The main objective for short-term incentives is to drive pay for performance and promote employee ownership, according to the survey respondents. But when it comes to employee retention and wealth creation, organisations turn to LTI plans which 90 per cent of the surveyed companies said they decide based on the employee's position level.
LTI is more prevalent in IT and internet/e-commerce companies and less so in consumer companies or life sciences, showed the Mercer India study. These are mostly in the form of Restricted Stock Units or Employee Stock Option Plans (ESOPs). New-age organisations and start-ups seem to be following differentiated practices, such as discretionary grants, ESOPs, appraisal-based grants, etc., primarily for ring-fencing critical talent and providing liquidity to employees, the study noted.
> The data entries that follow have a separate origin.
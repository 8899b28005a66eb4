//! Concurrent move search for the Game of the Amazons.
//!
//! This crate builds a shared game tree over `amazons-core` positions and
//! runs two complementary search strategies against it while a dedicated
//! evaluator scores positions in the background.
//!
//! # Overview
//!
//! A turn is a race against the clock. The pieces cooperate like this:
//!
//! 1. **Tree store**: a fingerprint-indexed arena of game nodes. Positions
//!    reached through different move orders share one node, so work done
//!    on a transposition is never repeated.
//! 2. **Exhaustive strategy**: breadth-first expansion of every legal
//!    continuation, feasible once the board has emptied out.
//! 3. **Sampled strategy**: randomized narrowing that keeps only the most
//!    promising branches, for the wide early and middle game.
//! 4. **Evaluator**: a single worker draining a two-lane queue; positions
//!    the decision depends on soonest jump the line.
//! 5. **Decision**: at the deadline, pick the best scored child of the
//!    root, forcing synchronous evaluation where the strategies did not
//!    get there in time.
//!
//! # Usage
//!
//! ```rust,ignore
//! use std::sync::Arc;
//! use std::time::Instant;
//!
//! use amazons_core::GameState;
//! use amazons_search::{
//!     decide, eval_channel, CancelToken, EvalWorker, GameTree, SampledSearch,
//!     SearchConfig,
//! };
//!
//! let config = SearchConfig::default();
//! let tree = Arc::new(GameTree::new());
//! let (queue, receivers) = eval_channel();
//! let worker = EvalWorker::spawn(
//!     Arc::clone(&tree),
//!     receivers,
//!     config.eval_weights,
//!     config.evaluator_park,
//! );
//!
//! let board = GameState::new_game();
//! let cancel = CancelToken::new();
//! let mut sampled = SampledSearch::new(
//!     Arc::clone(&tree),
//!     queue.clone(),
//!     &config,
//!     cancel.clone(),
//!     42,
//! )?;
//! sampled.run(&board, config.initial_branches, config.initial_depth);
//!
//! let (root, _) = tree.get_or_create(None, &board);
//! let deadline = Instant::now() + config.decision_reserve;
//! let decision = decide(&tree, root, &config.eval_weights, deadline)?;
//! println!("playing {}", decision.mv);
//! ```
//!
//! # Configuration
//!
//! The [`SearchConfig`] struct controls search behavior:
//!
//! - `initial_branches` / `initial_depth`: starting effort of a sampled
//!   pass (default: 3 and 3)
//! - `branch_increment` / `depth_increment`: escalation per completed pass
//! - `turn_budget` / `decision_reserve`: wall-clock budget for a turn and
//!   the slice held back for the final decision
//! - `policy_weights`: how the sampled strategy chooses its narrowing
//!   heuristic
//!
//! # Architecture
//!
//! ```text
//! ┌─────────────────────────────────────────────────────────────┐
//! │                          GameTree                           │
//! │            (arena + fingerprint index, shared)              │
//! └──────▲──────────────────▲──────────────────────▲────────────┘
//!        │                  │                      │
//! ┌──────┴────────┐  ┌──────┴───────┐  ┌───────────┴───────────┐
//! │  Exhaustive   │  │   Sampled    │  │      EvalWorker       │
//! │  (worklist)   │  │ (policy rng) │  │ (expedite ∥ append)   │
//! └──────┬────────┘  └──────┬───────┘  └───────────▲───────────┘
//!        │                  │                      │
//!        └──────────────────┴──── EvalQueue ───────┘
//! ```

pub mod cancel;
pub mod config;
pub mod decision;
pub mod evaluator;
pub mod exhaustive;
pub mod node;
pub mod policy;
pub mod sampled;
pub mod store;

// Re-export main types
pub use cancel::CancelToken;
pub use config::{PolicyWeights, SearchConfig};
pub use decision::{decide, Decision, DecisionError};
pub use evaluator::{eval_channel, EvalItem, EvalQueue, EvalReceivers, EvalWorker};
pub use exhaustive::ExhaustiveSearch;
pub use node::{GameNode, NodeId};
pub use policy::{HeuristicKind, PolicyError, TreePolicy};
pub use sampled::SampledSearch;
pub use store::{GameTree, TreeStats};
Most of the organisations offering LTIs do so from the top level to the mid-level, while IT and e-commerce industries offer wider coverage of LTIs, with a few organisations providing it across levels.
"As an organisation grows, matures -- both in terms of business models, cash flow consistency as well as people practices, the pay structure becomes more well-rounded with base pay serving as the anchor for driving competitiveness and based on the position, along with short-term incentives recognising in-year performance differentiations and long-term incentives enabling multiple mid-term objectives (e.g. retention, core performance goals achievement, etc.)," said Mansee Singhal, senior principal rewards consulting leader, Mercer India.
Meanwhile, several recruiting and HR services firms told Business Today that Indian companies are introducing deferred incentives, a type of LTI, into the salary structure of key senior talent across several industries to retain them for at least 2-3 years amid high attrition in a buzzing job market.
In this model, the company pays those on its payrolls a certain percentage of their salary as an incentive over 1-2-3 years. Many companies offer a bonus plus LTI such as stock plans. Some companies just defer a part of the cash bonus over a few years to retain people. ESOPs and Employee Stock Purchase Plan (ESPPs) are also long-term incentives.
"ESOPs are already prevalent in listed companies across industries, but they are limited to the management or leadership team. So, that's a small number. But ESPPs are being introduced across levels. Around 25-30 per cent of the MNCs operating in India have this option," recruitment firm Randstad India's MD & CEO PS Viswanath had told Business Today earlier.
The IPO frenzy among Indian start-ups has also fueled this trend, the experts had said. With record levels of PE/VC funding flowing into Indian startups and several of them turning into unicorns, the new-age firms have been hiring aggressively to grow their ventures.